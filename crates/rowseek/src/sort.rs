//! Hierarchical multi-key sorting.
//!
//! Provides [`Direction`] and [`SortKey`], and [`sort`], which orders a
//! collection by an ordered list of keys: the first key sorts the whole
//! collection, and every later key only reorders runs of records that tie
//! on all keys before it. Sorting is stable, so records that tie on every
//! key keep their input order.

use std::cmp::Ordering;
use std::fmt;
use std::str::FromStr;

use serde::{Deserialize, Serialize};
use serde_json::Value;

use crate::formatter::ColumnFormatters;
use crate::path::{flatten, FlatRow};
use crate::value::compare_for_sort;

/// Sort direction.
#[derive(Debug, Clone, Copy, PartialEq, Eq, Hash, Default, Serialize, Deserialize)]
#[serde(rename_all = "lowercase")]
pub enum Direction {
    /// Unsorted. A key with this direction is skipped.
    #[default]
    None,
    /// Smallest first.
    #[serde(alias = "asc")]
    Ascending,
    /// Largest first.
    #[serde(alias = "desc")]
    Descending,
}

impl Direction {
    /// Applies this direction to an ascending ordering.
    pub fn apply(self, ordering: Ordering) -> Ordering {
        match self {
            Direction::Descending => ordering.reverse(),
            _ => ordering,
        }
    }

    /// The direction a column moves to when it is toggled.
    ///
    /// Ascending becomes descending; anything else becomes ascending.
    pub fn toggle(self) -> Direction {
        match self {
            Direction::Ascending => Direction::Descending,
            _ => Direction::Ascending,
        }
    }

    pub fn is_none(self) -> bool {
        self == Direction::None
    }

    pub fn as_str(self) -> &'static str {
        match self {
            Direction::None => "none",
            Direction::Ascending => "asc",
            Direction::Descending => "desc",
        }
    }
}

impl fmt::Display for Direction {
    fn fmt(&self, f: &mut fmt::Formatter<'_>) -> fmt::Result {
        f.write_str(self.as_str())
    }
}

impl FromStr for Direction {
    type Err = String;

    fn from_str(s: &str) -> Result<Self, Self::Err> {
        match s.to_ascii_lowercase().as_str() {
            "asc" | "ascending" => Ok(Direction::Ascending),
            "desc" | "descending" => Ok(Direction::Descending),
            "none" => Ok(Direction::None),
            other => Err(format!("unknown sort direction '{}'", other)),
        }
    }
}

/// A column path and the direction to sort it in.
#[derive(Debug, Clone, PartialEq, Eq, Hash, Serialize, Deserialize)]
pub struct SortKey {
    pub path: String,
    #[serde(default = "ascending")]
    pub direction: Direction,
}

fn ascending() -> Direction {
    Direction::Ascending
}

impl SortKey {
    pub fn new(path: impl Into<String>, direction: Direction) -> Self {
        SortKey {
            path: path.into(),
            direction,
        }
    }

    pub fn asc(path: impl Into<String>) -> Self {
        SortKey::new(path, Direction::Ascending)
    }

    pub fn desc(path: impl Into<String>) -> Self {
        SortKey::new(path, Direction::Descending)
    }
}

impl fmt::Display for SortKey {
    fn fmt(&self, f: &mut fmt::Formatter<'_>) -> fmt::Result {
        write!(f, "{}:{}", self.path, self.direction)
    }
}

/// Parses `path` or `path:asc` / `path:desc`.
impl FromStr for SortKey {
    type Err = String;

    fn from_str(s: &str) -> Result<Self, Self::Err> {
        match s.rsplit_once(':') {
            Some((path, direction)) if !path.is_empty() => {
                Ok(SortKey::new(path, direction.parse()?))
            }
            _ if s.is_empty() => Err("empty sort key".to_string()),
            _ => Ok(SortKey::asc(s)),
        }
    }
}

/// Sorts `records` by `keys`, returning a new vector.
///
/// Keys with [`Direction::None`] are ignored. Each key's column is read from
/// the flattened record after the formatters for sort-key columns have been
/// applied; formatters for other columns never run. Values compare
/// numerically when both are numbers and textually otherwise, with a missing
/// value behaving like the empty string.
///
/// # Example
///
/// ```
/// use rowseek::{sort, ColumnFormatters, SortKey};
/// use serde_json::json;
///
/// let records = vec![
///     json!({"age": 30, "name": "b"}),
///     json!({"age": 20, "name": "c"}),
///     json!({"age": 30, "name": "a"}),
/// ];
/// let sorted = sort(
///     &records,
///     &[SortKey::desc("age"), SortKey::asc("name")],
///     &ColumnFormatters::new(),
/// );
/// assert_eq!(sorted, vec![records[2].clone(), records[0].clone(), records[1].clone()]);
/// ```
pub fn sort(records: &[Value], keys: &[SortKey], formatters: &ColumnFormatters) -> Vec<Value> {
    let keys: Vec<&SortKey> = keys.iter().filter(|k| !k.direction.is_none()).collect();
    if records.len() < 2 || keys.is_empty() {
        return records.to_vec();
    }

    let paths: Vec<&str> = keys.iter().map(|k| k.path.as_str()).collect();
    let rows: Vec<FlatRow> = records.iter().map(flatten).collect();
    let resolved = formatters.scoped(&paths).resolve(&rows);
    let rows: Vec<FlatRow> = if resolved.is_empty() {
        rows
    } else {
        rows.iter().map(|row| resolved.apply(row)).collect()
    };

    let mut order: Vec<usize> = (0..records.len()).collect();
    sort_runs(&mut order, &rows, &keys);
    tracing::debug!(rows = records.len(), keys = ?paths, "sorted collection");

    order.into_iter().map(|i| records[i].clone()).collect()
}

/// Sorts `order` (indices into `rows`) by the first key, then recurses into
/// every run of equal values with the remaining keys.
fn sort_runs(order: &mut [usize], rows: &[FlatRow], keys: &[&SortKey]) {
    let Some((key, rest)) = keys.split_first() else {
        return;
    };
    if order.len() < 2 {
        return;
    }

    let value = |i: usize| rows[i].get(&key.path);
    order.sort_by(|&a, &b| key.direction.apply(compare_for_sort(value(a), value(b))));

    if rest.is_empty() {
        return;
    }
    let mut start = 0;
    while start < order.len() {
        let mut end = start + 1;
        while end < order.len()
            && compare_for_sort(value(order[start]), value(order[end])) == Ordering::Equal
        {
            end += 1;
        }
        if end - start > 1 {
            tracing::trace!(path = %key.path, len = end - start, "sorting tied run");
            sort_runs(&mut order[start..end], rows, rest);
        }
        start = end;
    }
}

(Try it): What the exercise needs is every record again, word for word.

(Answer space):
filename crates/rowseek/src/sort.rs
//! Hierarchical multi-key sorting.
//!
//! Provides [`Direction`] and [`SortKey`], and [`sort`], which orders a
//! collection by an ordered list of keys: the first key sorts the whole
//! collection, and every later key only reorders runs of records that tie
//! on all keys before it. Sorting is stable, so records that tie on every
//! key keep their input order.

use std::cmp::Ordering;
use std::fmt;
use std::str::FromStr;

use serde::{Deserialize, Serialize};
use serde_json::Value;

use crate::formatter::ColumnFormatters;
use crate::path::{flatten, FlatRow};
use crate::value::compare_for_sort;

/// Sort direction.
#[derive(Debug, Clone, Copy, PartialEq, Eq, Hash, Default, Serialize, Deserialize)]
#[serde(rename_all = "lowercase")]
pub enum Direction {
    /// Unsorted. A key with this direction is skipped.
    #[default]
    None,
    /// Smallest first.
    #[serde(alias = "asc")]
    Ascending,
    /// Largest first.
    #[serde(alias = "desc")]
    Descending,
}

impl Direction {
    /// Applies this direction to an ascending ordering.
    pub fn apply(self, ordering: Ordering) -> Ordering {
        match self {
            Direction::Descending => ordering.reverse(),
            _ => ordering,
        }
    }

    /// The direction a column moves to when it is toggled.
    ///
    /// Ascending becomes descending; anything else becomes ascending.
    pub fn toggle(self) -> Direction {
        match self {
            Direction::Ascending => Direction::Descending,
            _ => Direction::Ascending,
        }
    }

    pub fn is_none(self) -> bool {
        self == Direction::None
    }

    pub fn as_str(self) -> &'static str {
        match self {
            Direction::None => "none",
            Direction::Ascending => "asc",
            Direction::Descending => "desc",
        }
    }
}

impl fmt::Display for Direction {
    fn fmt(&self, f: &mut fmt::Formatter<'_>) -> fmt::Result {
        f.write_str(self.as_str())
    }
}

impl FromStr for Direction {
    type Err = String;

    fn from_str(s: &str) -> Result<Self, Self::Err> {
        match s.to_ascii_lowercase().as_str() {
            "asc" | "ascending" => Ok(Direction::Ascending),
            "desc" | "descending" => Ok(Direction::Descending),
            "none" => Ok(Direction::None),
            other => Err(format!("unknown sort direction '{}'", other)),
        }
    }
}

/// A column path and the direction to sort it in.
#[derive(Debug, Clone, PartialEq, Eq, Hash, Serialize, Deserialize)]
pub struct SortKey {
    pub path: String,
    #[serde(default = "ascending")]
    pub direction: Direction,
}

fn ascending() -> Direction {
    Direction::Ascending
}

impl SortKey {
    pub fn new(path: impl Into<String>, direction: Direction) -> Self {
        SortKey {
            path: path.into(),
            direction,
        }
    }

    pub fn asc(path: impl Into<String>) -> Self {
        SortKey::new(path, Direction::Ascending)
    }

    pub fn desc(path: impl Into<String>) -> Self {
        SortKey::new(path, Direction::Descending)
    }
}

impl fmt::Display for SortKey {
    fn fmt(&self, f: &mut fmt::Formatter<'_>) -> fmt::Result {
        write!(f, "{}:{}", self.path, self.direction)
    }
}

/// Parses `path` or `path:asc` / `path:desc`.
impl FromStr for SortKey {
    type Err = String;

    fn from_str(s: &str) -> Result<Self, Self::Err> {
        match s.rsplit_once(':') {
            Some((path, direction)) if !path.is_empty() => {
                Ok(SortKey::new(path, direction.parse()?))
            }
            _ if s.is_empty() => Err("empty sort key".to_string()),
            _ => Ok(SortKey::asc(s)),
        }
    }
}

/// Sorts `records` by `keys`, returning a new vector.
///
/// Keys with [`Direction::None`] are ignored. Each key's column is read from
/// the flattened record after the formatters for sort-key columns have been
/// applied; formatters for other columns never run. Values compare
/// numerically when both are numbers and textually otherwise, with a missing
/// value behaving like the empty string.
///
/// # Example
///
/// ```
/// use rowseek::{sort, ColumnFormatters, SortKey};
/// use serde_json::json;
///
/// let records = vec![
///     json!({"age": 30, "name": "b"}),
///     json!({"age": 20, "name": "c"}),
///     json!({"age": 30, "name": "a"}),
/// ];
/// let sorted = sort(
///     &records,
///     &[SortKey::desc("age"), SortKey::asc("name")],
///     &ColumnFormatters::new(),
/// );
/// assert_eq!(sorted, vec![records[2].clone(), records[0].clone(), records[1].clone()]);
/// ```
pub fn sort(records: &[Value], keys: &[SortKey], formatters: &ColumnFormatters) -> Vec<Value> {
    let keys: Vec<&SortKey> = keys.iter().filter(|k| !k.direction.is_none()).collect();
    if records.len() < 2 || keys.is_empty() {
        return records.to_vec();
    }

    let paths: Vec<&str> = keys.iter().map(|k| k.path.as_str()).collect();
    let rows: Vec<FlatRow> = records.iter().map(flatten).collect();
    let resolved = formatters.scoped(&paths).resolve(&rows);
    let rows: Vec<FlatRow> = if resolved.is_empty() {
        rows
    } else {
        rows.iter().map(|row| resolved.apply(row)).collect()
    };

    let mut order: Vec<usize> = (0..records.len()).collect();
    sort_runs(&mut order, &rows, &keys);
    tracing::debug!(rows = records.len(), keys = ?paths, "sorted collection");

    order.into_iter().map(|i| records[i].clone()).collect()
}

/// Sorts `order` (indices into `rows`) by the first key, then recurses into
/// every run of equal values with the remaining keys.
fn sort_runs(order: &mut [usize], rows: &[FlatRow], keys: &[&SortKey]) {
    let Some((key, rest)) = keys.split_first() else {
        return;
    };
    if order.len() < 2 {
        return;
    }

    let value = |i: usize| rows[i].get(&key.path);
    order.sort_by(|&a, &b| key.direction.apply(compare_for_sort(value(a), value(b))));

    if rest.is_empty() {
        return;
    }
    let mut start = 0;
    while start < order.len() {
        let mut end = start + 1;
        while end < order.len()
            && compare_for_sort(value(order[start]), value(order[end])) == Ordering::Equal
        {
            end += 1;
        }
        if end - start > 1 {
            tracing::trace!(path = %key.path, len = end - start, "sorting tied run");
            sort_runs(&mut order[start..end], rows, rest);
        }
        start = end;
    }
}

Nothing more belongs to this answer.